Problem statement> In the entries that follow, find the line containing "already exists and", then output exactly every line from the first through that one.

=====

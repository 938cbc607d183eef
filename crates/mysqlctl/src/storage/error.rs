//! Storage provisioning and removal errors.

use std::fmt;
use std::io;
use std::path::PathBuf;

use thiserror::Error;

/// Errors raised while creating or removing instance directories.
#[derive(Debug, Error)]
pub enum StorageError {
    #[error("failed to create directory '{}': {source}", path.display())]
    CreateDir {
        path: PathBuf,
        #[source]
        source: io::Error,
    },
    #[error("failed to inspect '{}': {source}", path.display())]
    Inspect {
        path: PathBuf,
        #[source]
        source: io::Error,
    },
    #[error("failed to link '{}' to '{}': {source}", link.display(), target.display())]
    Link {
        link: PathBuf,
        target: PathBuf,
        #[source]
        source: io::Error,
    },
    /// An entry is in the way of the placement the resolver wants. Repair is
    /// left to a teardown followed by a fresh init.
    #[error("'{}' already exists and is not a link to '{}'", path.display(), expected.display())]
    Conflict { path: PathBuf, expected: PathBuf },
    #[error("could not resolve symlink '{}': {source}", path.display())]
    ResolveLink {
        path: PathBuf,
        #[source]
        source: io::Error,
    },
    #[error("failed removing '{}': {source}", path.display())]
    Remove {
        path: PathBuf,
        #[source]
        source: io::Error,
    },
    #[error("instance root '{}' has no final path component", path.display())]
    InvalidRoot { path: PathBuf },
}

/// Every failure met while removing an instance's directories, in the order
/// they happened.
#[derive(Debug, Default)]
pub struct RemovalErrors(Vec<StorageError>);

impl RemovalErrors {
    pub fn new(errors: Vec<StorageError>) -> Self {
        Self(errors)
    }

    /// The most recent failure.
    pub fn last(&self) -> Option<&StorageError> {
        self.0.last()
    }

    pub fn len(&self) -> usize {
        self.0.len()
    }

    pub fn is_empty(&self) -> bool {
        self.0.is_empty()
    }

    pub fn iter(&self) -> impl Iterator<Item = &StorageError> {
        self.0.iter()
    }
}

impl fmt::Display for RemovalErrors {
    fn fmt(&self, f: &mut fmt::Formatter<'_>) -> fmt::Result {
        match self.0.last() {
            Some(last) => write!(f, "{} removal failure(s), last: {last}", self.0.len()),
            None => write!(f, "no removal failures"),
        }
    }
}

impl std::error::Error for RemovalErrors {
    fn source(&self) -> Option<&(dyn std::error::Error + 'static)> {
        self.0.last().map(|error| error as &(dyn std::error::Error + 'static))
    }
}

impl IntoIterator for RemovalErrors {
    type Item = StorageError;
    type IntoIter = std::vec::IntoIter<StorageError>;

    fn into_iter(self) -> Self::IntoIter {
        self.0.into_iter()
    }
}
//! Log output for the controller binary.
//!
//! Command results go to stdout, so every event is written to stderr.
//! Events raised while a command runs carry the instance they act on
//! through [`instance_span`].

use std::io::{self, IsTerminal};

use once_cell::sync::OnceCell;
use tracing::{Span, Subscriber, info_span, subscriber::SetGlobalDefaultError};
use tracing_subscriber::{EnvFilter, fmt};

use mysqlctl_config::{Config, LogFormat};

use crate::instance::ManagedInstance;

static TELEMETRY_GUARD: OnceCell<()> = OnceCell::new();

#[derive(Debug, thiserror::Error)]
pub enum TelemetryError {
    #[error("invalid log filter: {0}")]
    Filter(String),
    #[error("failed to install telemetry subscriber: {0}")]
    Subscriber(SetGlobalDefaultError),
}

/// Installs the global subscriber on the first call. Later calls are no-ops.
///
/// # Errors
///
/// Returns [`TelemetryError`] when the filter does not parse or another
/// subscriber already owns the process.
pub fn initialise(config: &Config) -> Result<(), TelemetryError> {
    TELEMETRY_GUARD
        .get_or_try_init(|| install_subscriber(config))
        .map(|_| ())
}

/// Span identifying the instance a command operates on.
pub fn instance_span(instance: &ManagedInstance) -> Span {
    info_span!(
        "instance",
        server_id = instance.config().server_id(),
        addr = %instance.addr(),
        root = %instance.root().display(),
    )
}

fn env_filter(config: &Config) -> Result<EnvFilter, TelemetryError> {
    EnvFilter::try_new(config.log_filter()).map_err(|error| TelemetryError::Filter(error.to_string()))
}

fn install_subscriber(config: &Config) -> Result<(), TelemetryError> {
    let builder = fmt::Subscriber::builder()
        .with_env_filter(env_filter(config)?)
        .with_target(true)
        .with_writer(io::stderr)
        .with_ansi(io::stderr().is_terminal())
        .with_timer(fmt::time::UtcTime::rfc_3339());

    let subscriber: Box<dyn Subscriber + Send + Sync> = match config.log_format() {
        LogFormat::Json => Box::new(builder.json().flatten_event(true).finish()),
        LogFormat::Compact => Box::new(builder.compact().finish()),
    };
    tracing::subscriber::set_global_default(subscriber).map_err(TelemetryError::Subscriber)
}
//! Baseline schema handling.

/// Splits a schema script into statements on `;`.
///
/// Each piece is trimmed and empty pieces are dropped, so doubled and
/// trailing delimiters produce nothing. Delimiters inside string literals or
/// comments are not special.
pub fn split_statements(script: &str) -> Vec<String> {
    script
        .split(';')
        .map(str::trim)
        .filter(|statement| !statement.is_empty())
        .map(String::from)
        .collect()
}
//! Lifecycle controller for a local MySQL instance.
//!
//! The library brings an engine instance up and down, lays out its storage
//! with optional shared-root redirection, and bootstraps fresh instances from
//! a seed dataset. The `mysqlctl` binary is a thin wrapper around [`run`].
//!
//! Nothing here locks. Callers must serialise lifecycle operations against a
//! given instance.

use std::ffi::OsString;
use std::io::Write;
use std::process::ExitCode;
use std::sync::Arc;

use clap::Parser;
use clap::error::ErrorKind;
use mysqlctl_config::Config;

pub mod bootstrap;
mod cli;
mod config;
mod errors;
pub mod instance;
pub mod process;
pub mod storage;
pub mod telemetry;
#[cfg(test)]
mod tests;

use bootstrap::BootstrapSequencer;
use cli::{Cli, CliCommand};
use config::{command_arguments, split_config_arguments};
pub(crate) use config::{ConfigLoader, OrthoConfigLoader};
pub(crate) use errors::AppError;
use instance::{Installation, ManagedInstance};
use process::{CommandRunner, PollPolicy, SystemCommandRunner};

/// CLI flags recognised by the configuration loader.
///
/// MAINTENANCE: keep in sync with the fields of `mysqlctl_config::Config`.
const CONFIG_CLI_FLAGS: &[&str] = &[
    "--config-path",
    "--mysql-root",
    "--vt-root",
    "--data-root",
    "--shared-root",
    "--wait-iterations",
    "--poll-interval-ms",
    "--dba-user",
    "--repl-user",
    "--charset",
    "--log-filter",
    "--log-format",
];

/// Runs the CLI using the provided arguments and IO handles.
#[must_use]
pub fn run<I, W, E>(args: I, stdout: &mut W, stderr: &mut E) -> ExitCode
where
    I: IntoIterator<Item = OsString>,
    W: Write,
    E: Write,
{
    run_with_loader(
        args,
        stdout,
        stderr,
        &OrthoConfigLoader,
        Arc::new(SystemCommandRunner),
    )
}

/// Runs the CLI with a custom configuration loader and command runner.
#[must_use]
pub(crate) fn run_with_loader<I, W, E, L>(
    args: I,
    stdout: &mut W,
    stderr: &mut E,
    loader: &L,
    runner: Arc<dyn CommandRunner>,
) -> ExitCode
where
    I: IntoIterator<Item = OsString>,
    W: Write,
    E: Write,
    L: ConfigLoader,
{
    let args: Vec<OsString> = args.into_iter().collect();
    let split = split_config_arguments(&args);
    let cli = match Cli::try_parse_from(command_arguments(&args, &split)) {
        Ok(cli) => cli,
        Err(error) => return report_usage(error, stdout, stderr),
    };

    let result = loader
        .load(&split.config_arguments)
        .and_then(|config| {
            telemetry::initialise(&config)?;
            execute(cli.command, &config, runner)
        })
        .and_then(|message| writeln!(stdout, "{message}").map_err(AppError::WriteOutput));
    match result {
        Ok(()) => ExitCode::SUCCESS,
        Err(error) => {
            let _ = writeln!(stderr, "{error}");
            ExitCode::FAILURE
        }
    }
}

/// Help and version requests are successes written to stdout.
fn report_usage<W, E>(error: clap::Error, stdout: &mut W, stderr: &mut E) -> ExitCode
where
    W: Write,
    E: Write,
{
    match error.kind() {
        ErrorKind::DisplayHelp | ErrorKind::DisplayVersion => {
            let _ = write!(stdout, "{error}");
            ExitCode::SUCCESS
        }
        _ => {
            let _ = write!(stderr, "{}", AppError::CliUsage(error));
            ExitCode::FAILURE
        }
    }
}

fn execute(
    command: CliCommand,
    config: &Config,
    runner: Arc<dyn CommandRunner>,
) -> Result<String, AppError> {
    let args = command.instance();
    let instance = ManagedInstance::from_config(config, args.server_id, args.port);
    let installation = Installation::from_config(config);
    let sequencer =
        BootstrapSequencer::for_installation(&installation, runner, PollPolicy::from_config(config));
    let controller = sequencer.controller();
    let _span = telemetry::instance_span(&instance).entered();

    let message = match command {
        CliCommand::Init { .. } => {
            sequencer.init(&instance)?;
            format!("initialised {instance}")
        }
        CliCommand::Teardown { force, .. } => {
            sequencer.teardown(&instance, force)?;
            format!("removed {instance}")
        }
        CliCommand::Reinit { .. } => {
            sequencer.reinit(&instance)?;
            format!("reinitialised {instance}")
        }
        CliCommand::Start { .. } => {
            controller.start(&instance)?;
            format!("started {instance}")
        }
        CliCommand::Shutdown { no_wait: true, .. } => {
            controller.shutdown(&instance, false)?;
            format!("shutdown requested for {instance}")
        }
        CliCommand::Shutdown { no_wait: false, .. } => {
            controller.shutdown(&instance, true)?;
            format!("stopped {instance}")
        }
        CliCommand::Status { .. } => {
            let status = controller.status(&instance)?;
            format!("{instance}: {status}")
        }
    };
    Ok(message)
}
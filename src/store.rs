//! File storage behind a trait.
//!
//! The pipeline only needs four filesystem operations: existence check,
//! read, write and delete. [`FileStore`] captures them so the resize pipeline
//! can run against [`LocalStore`] in production and an in-memory store in
//! tests.
//!
//! ## Atomic writes
//!
//! [`LocalStore::write_bytes`] never leaves a half-written image at the
//! destination. Bytes go to a hidden temp file in the destination directory,
//! which is then renamed over the target. On failure the temp file is removed
//! and the destination is untouched.
//!
//! A new file gets the mode `File::create` would give it (`0o666` minus the
//! umask). Replacing an existing file keeps that file's permissions.
//!
//! ## File identity
//!
//! [`FileStore::identity`] maps every spelling of a file (`a/../b.png`, an
//! absolute path, a symlink) to one path, so callers can tell whether two
//! paths name the same file.

use std::io::Write;
use std::path::{Component, Path, PathBuf};
use thiserror::Error;

#[derive(Error, Debug)]
#[error("{}: {source}", path.display())]
pub struct StoreError {
    pub path: PathBuf,
    #[source]
    pub source: std::io::Error,
}

impl StoreError {
    fn new(path: &Path, source: std::io::Error) -> Self {
        Self {
            path: path.to_path_buf(),
            source,
        }
    }
}

/// Storage operations used by the resize pipeline.
pub trait FileStore: Sync {
    /// Whether anything exists at `path`.
    fn exists(&self, path: &Path) -> bool;

    fn read_bytes(&self, path: &Path) -> Result<Vec<u8>, StoreError>;

    /// Replace the contents of `path` with `bytes`.
    fn write_bytes(&self, path: &Path, bytes: &[u8]) -> Result<(), StoreError>;

    fn delete(&self, path: &Path) -> Result<(), StoreError>;

    /// One canonical spelling of the file at `path`. Two paths name the same
    /// file when their identities are equal.
    fn identity(&self, path: &Path) -> PathBuf;
}

/// Resolve `.` and `..` components without touching the filesystem.
///
/// ```
/// # use resize_image::store::normalize;
/// # use std::path::Path;
/// assert_eq!(normalize(Path::new("dir/sub/../a.png")), Path::new("dir/a.png"));
/// assert_eq!(normalize(Path::new("./a.png")), Path::new("a.png"));
/// ```
pub fn normalize(path: &Path) -> PathBuf {
    let mut out = PathBuf::new();
    for component in path.components() {
        match component {
            Component::CurDir => {}
            Component::ParentDir => match out.components().next_back() {
                Some(Component::Normal(_)) => {
                    out.pop();
                }
                Some(Component::RootDir | Component::Prefix(_)) => {}
                _ => out.push(".."),
            },
            other => out.push(other),
        }
    }
    out
}

/// The local filesystem.
#[derive(Debug, Clone, Copy, Default)]
pub struct LocalStore;

impl LocalStore {
    pub fn new() -> Self {
        Self
    }
}

impl FileStore for LocalStore {
    fn exists(&self, path: &Path) -> bool {
        path.exists()
    }

    fn read_bytes(&self, path: &Path) -> Result<Vec<u8>, StoreError> {
        std::fs::read(path).map_err(|e| StoreError::new(path, e))
    }

    fn write_bytes(&self, path: &Path, bytes: &[u8]) -> Result<(), StoreError> {
        let dir = match path.parent() {
            Some(parent) if !parent.as_os_str().is_empty() => parent,
            _ => Path::new("."),
        };
        let prefix = format!(
            ".{}.",
            path.file_name()
                .map(|name| name.to_string_lossy().into_owned())
                .unwrap_or_default()
        );

        let mut builder = tempfile::Builder::new();
        builder.prefix(&prefix).suffix(".tmp");
        #[cfg(unix)]
        {
            // Masked by the umask when the file is created.
            use std::os::unix::fs::PermissionsExt;
            builder.permissions(std::fs::Permissions::from_mode(0o666));
        }

        let mut tmp = builder
            .tempfile_in(dir)
            .map_err(|e| StoreError::new(path, e))?;
        if let Ok(existing) = std::fs::metadata(path) {
            tmp.as_file()
                .set_permissions(existing.permissions())
                .map_err(|e| StoreError::new(path, e))?;
        }
        tmp.write_all(bytes).map_err(|e| StoreError::new(path, e))?;
        tmp.persist(path)
            .map_err(|e| StoreError::new(path, e.error))?;
        Ok(())
    }

    fn delete(&self, path: &Path) -> Result<(), StoreError> {
        std::fs::remove_file(path).map_err(|e| StoreError::new(path, e))
    }

    /// Canonical path for existing files, else the normalized absolute path.
    fn identity(&self, path: &Path) -> PathBuf {
        std::fs::canonicalize(path)
            .or_else(|_| std::path::absolute(path))
            .map(|p| normalize(&p))
            .unwrap_or_else(|_| normalize(path))
    }
}
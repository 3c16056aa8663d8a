//! Batch processing over a list of inputs.
//!
//! [`BatchRunner::run_all`] resizes every input path and returns a
//! [`BatchReport`] with exactly one outcome per path, in input order. A
//! failing input never stops the inputs after it.
//!
//! ## Order of work
//!
//! 1. Parse the output format once. An unknown format fails every input
//!    without touching the store or the codec.
//! 2. Run a [`ResizeJob`] per input, sequentially or on a rayon pool when more
//!    than one job is allowed.
//! 3. Emit one summary event per input, in input order.
//! 4. If deletion was requested, delete the sources of successful inputs.
//!
//! ## Deletion
//!
//! Only inputs whose own write succeeded are deleted, and only after the
//! whole batch ran. Paths are compared by [`FileStore::identity`], so every
//! spelling of a file counts as that file. An input is kept when:
//!
//! - it is any file the batch wrote (`-o` pointing at the input, or an
//!   earlier item's `-resized` output given as another input)
//! - its output was also written from a different source, as with one `-o`
//!   shared by several inputs
//!
//! A failed deletion is reported and recorded but does not turn the resize
//! into a failure.

use crate::config::{ResizeOptions, effective_threads};
use crate::imaging::ImageCodec;
use crate::job::{ResizeFailure, ResizeJob, ResizeOutcome, ResizeRequest};
use crate::progress::ProgressReporter;
use crate::store::FileStore;
use rayon::prelude::*;
use serde::Serialize;
use std::collections::{BTreeMap, BTreeSet};
use std::path::{Path, PathBuf};
use tracing::{debug, info, warn};

/// A source file removal attempted after the batch.
#[derive(Debug, Clone, PartialEq, Serialize)]
pub struct Deletion {
    pub path: PathBuf,
    #[serde(skip_serializing_if = "Option::is_none")]
    pub error: Option<ResizeFailure>,
}

/// Outcome of a whole batch.
#[derive(Debug, Clone, Default, PartialEq, Serialize)]
pub struct BatchReport {
    /// One entry per input, in input order.
    pub outcomes: Vec<ResizeOutcome>,
    pub deletions: Vec<Deletion>,
}

impl BatchReport {
    pub fn succeeded(&self) -> usize {
        self.outcomes.iter().filter(|o| o.is_success()).count()
    }

    pub fn failed(&self) -> usize {
        self.outcomes.len() - self.succeeded()
    }

    pub fn deleted(&self) -> usize {
        self.deletions.iter().filter(|d| d.error.is_none()).count()
    }

    /// True when every input was resized and every requested deletion worked.
    pub fn all_ok(&self) -> bool {
        self.failed() == 0 && self.deletions.iter().all(|d| d.error.is_none())
    }
}

pub struct BatchRunner<'a, C, S> {
    codec: &'a C,
    store: &'a S,
    options: &'a ResizeOptions,
    reporter: &'a ProgressReporter,
}

impl<'a, C: ImageCodec, S: FileStore> BatchRunner<'a, C, S> {
    pub fn new(
        codec: &'a C,
        store: &'a S,
        options: &'a ResizeOptions,
        reporter: &'a ProgressReporter,
    ) -> Self {
        Self {
            codec,
            store,
            options,
            reporter,
        }
    }

    /// Resize every path, then delete successful sources if requested.
    pub fn run_all(&self, paths: &[PathBuf]) -> BatchReport {
        let (outcomes, deletions) = match self.options.output_format() {
            Ok(format) => {
                let requests: Vec<ResizeRequest> = paths
                    .iter()
                    .map(|path| ResizeRequest::new(path.clone(), format, self.options))
                    .collect();
                let outcomes = self.resize_all(&requests);
                let deletions = self.delete_sources(&requests, &outcomes);
                (outcomes, deletions)
            }
            Err(err) => {
                debug!(%err, inputs = paths.len(), "rejecting batch");
                let reason = ResizeFailure::from(err);
                let outcomes: Vec<ResizeOutcome> = paths
                    .iter()
                    .map(|input| ResizeOutcome::Failure {
                        input: input.clone(),
                        reason: reason.clone(),
                    })
                    .collect();
                self.report_finished(&outcomes);
                (outcomes, Vec::new())
            }
        };

        let report = BatchReport {
            outcomes,
            deletions,
        };
        info!(
            succeeded = report.succeeded(),
            failed = report.failed(),
            deleted = report.deleted(),
            "batch finished"
        );
        report
    }

    fn resize_all(&self, requests: &[ResizeRequest]) -> Vec<ResizeOutcome> {
        let job = ResizeJob::new(self.codec, self.store, self.reporter);

        let threads = effective_threads(self.options).min(requests.len());
        if threads > 1 {
            match rayon::ThreadPoolBuilder::new().num_threads(threads).build() {
                Ok(pool) => {
                    debug!(threads, "resizing in parallel");
                    let outcomes: Vec<ResizeOutcome> =
                        pool.install(|| requests.par_iter().map(|r| job.run(r)).collect());
                    self.report_finished(&outcomes);
                    return outcomes;
                }
                Err(err) => warn!(%err, "cannot start worker threads, resizing sequentially"),
            }
        }

        requests
            .iter()
            .enumerate()
            .map(|(index, request)| {
                let outcome = job.run(request);
                self.reporter.item_finished(index, &outcome);
                outcome
            })
            .collect()
    }

    fn report_finished(&self, outcomes: &[ResizeOutcome]) {
        for (index, outcome) in outcomes.iter().enumerate() {
            self.reporter.item_finished(index, outcome);
        }
    }

    /// Delete the sources of successful items that asked for it.
    ///
    /// A source is kept when it is the same file as anything the batch wrote,
    /// or when its output was also written from a different source (only one
    /// of those images survived, maybe not its own).
    fn delete_sources(
        &self,
        requests: &[ResizeRequest],
        outcomes: &[ResizeOutcome],
    ) -> Vec<Deletion> {
        // Identities are resolved before anything is deleted.
        let written: Vec<(&ResizeRequest, &Path, PathBuf, PathBuf)> = requests
            .iter()
            .zip(outcomes)
            .filter_map(|(request, outcome)| match outcome {
                ResizeOutcome::Success { input, written } => Some((
                    request,
                    input.as_path(),
                    self.store.identity(input),
                    self.store.identity(written),
                )),
                ResizeOutcome::Failure { .. } => None,
            })
            .collect();

        // Output identity → identities of the sources written to it.
        let mut writers: BTreeMap<&Path, BTreeSet<&Path>> = BTreeMap::new();
        for (_, _, source, output) in &written {
            writers
                .entry(output.as_path())
                .or_default()
                .insert(source.as_path());
        }

        let mut attempted = BTreeSet::new();
        let mut deletions = Vec::new();
        for (request, input, source, output) in &written {
            if !request.delete_after {
                continue;
            }
            if writers.contains_key(source.as_path()) {
                warn!(path = %input.display(), "source was overwritten by a resized image, keeping it");
                continue;
            }
            if writers
                .get(output.as_path())
                .is_some_and(|sources| sources.len() > 1)
            {
                warn!(
                    path = %input.display(),
                    output = %output.display(),
                    "output was also written from another source, keeping it"
                );
                continue;
            }
            if !attempted.insert(source) {
                continue;
            }
            let input = *input;

            match self.store.delete(input) {
                Ok(()) => {
                    self.reporter.source_deleted(input.to_path_buf());
                    deletions.push(Deletion {
                        path: input.to_path_buf(),
                        error: None,
                    });
                }
                Err(err) => {
                    debug!(%err, "cannot delete source");
                    let reason = ResizeFailure::DeleteError(err.to_string());
                    self.reporter
                        .delete_failed(input.to_path_buf(), reason.to_string());
                    deletions.push(Deletion {
                        path: input.to_path_buf(),
                        error: Some(reason),
                    });
                }
            }
        }

        deletions
    }
}
//! Output formats the encoder can produce.
//!
//! The set is closed: `png`, `jpeg`, `gif`. Parsing is exact and
//! case-sensitive, matching what users pass to `--format`. The format name
//! doubles as the file extension of synthesized output paths.

use serde::{Deserialize, Serialize};
use std::fmt;
use std::str::FromStr;
use thiserror::Error;

#[derive(Error, Debug, Clone, PartialEq, Eq)]
#[error("unsupported format: {0} (expected png, jpeg or gif)")]
pub struct UnsupportedFormat(pub String);

#[derive(Debug, Clone, Copy, PartialEq, Eq, Default, Serialize, Deserialize)]
#[serde(rename_all = "lowercase")]
pub enum OutputFormat {
    #[default]
    Png,
    Jpeg,
    Gif,
}

impl OutputFormat {
    pub const ALL: [OutputFormat; 3] = [OutputFormat::Png, OutputFormat::Jpeg, OutputFormat::Gif];

    /// Canonical name, also used as the output file extension.
    pub fn name(self) -> &'static str {
        match self {
            OutputFormat::Png => "png",
            OutputFormat::Jpeg => "jpeg",
            OutputFormat::Gif => "gif",
        }
    }
}

impl fmt::Display for OutputFormat {
    fn fmt(&self, f: &mut fmt::Formatter<'_>) -> fmt::Result {
        f.write_str(self.name())
    }
}

impl FromStr for OutputFormat {
    type Err = UnsupportedFormat;

    fn from_str(s: &str) -> Result<Self, Self::Err> {
        OutputFormat::ALL
            .into_iter()
            .find(|format| format.name() == s)
            .ok_or_else(|| UnsupportedFormat(s.to_string()))
    }
}

#[cfg(test)]
mod tests {
    use super::*;

    #[test]
    fn parses_supported_names() {
        assert_eq!("png".parse(), Ok(OutputFormat::Png));
        assert_eq!("jpeg".parse(), Ok(OutputFormat::Jpeg));
        assert_eq!("gif".parse(), Ok(OutputFormat::Gif));
    }

    #[test]
    fn rejects_other_names() {
        for name in ["bmp", "jpg", "PNG", "", "webp"] {
            assert_eq!(
                name.parse::<OutputFormat>(),
                Err(UnsupportedFormat(name.to_string()))
            );
        }
    }

    #[test]
    fn default_is_png() {
        assert_eq!(OutputFormat::default(), OutputFormat::Png);
    }

    #[test]
    fn serializes_lowercase() {
        assert_eq!(
            serde_json::to_string(&OutputFormat::Jpeg).unwrap(),
            "\"jpeg\""
        );
    }
}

=====

Reply>
repository 938cbc607d183eef
filename crates/mysqlctl/src/storage/error.rs
//! Storage provisioning and removal errors.

use std::fmt;
use std::io;
use std::path::PathBuf;

use thiserror::Error;

/// Errors raised while creating or removing instance directories.
#[derive(Debug, Error)]
pub enum StorageError {
    #[error("failed to create directory '{}': {source}", path.display())]
    CreateDir {
        path: PathBuf,
        #[source]
        source: io::Error,
    },
    #[error("failed to inspect '{}': {source}", path.display())]
    Inspect {
        path: PathBuf,
        #[source]
        source: io::Error,
    },
    #[error("failed to link '{}' to '{}': {source}", link.display(), target.display())]
    Link {
        link: PathBuf,
        target: PathBuf,
        #[source]
        source: io::Error,
    },
    /// An entry is in the way of the placement the resolver wants. Repair is
    /// left to a teardown followed by a fresh init.
    #[error("'{}' already exists and is not a link to '{}'", path.display(), expected.display())]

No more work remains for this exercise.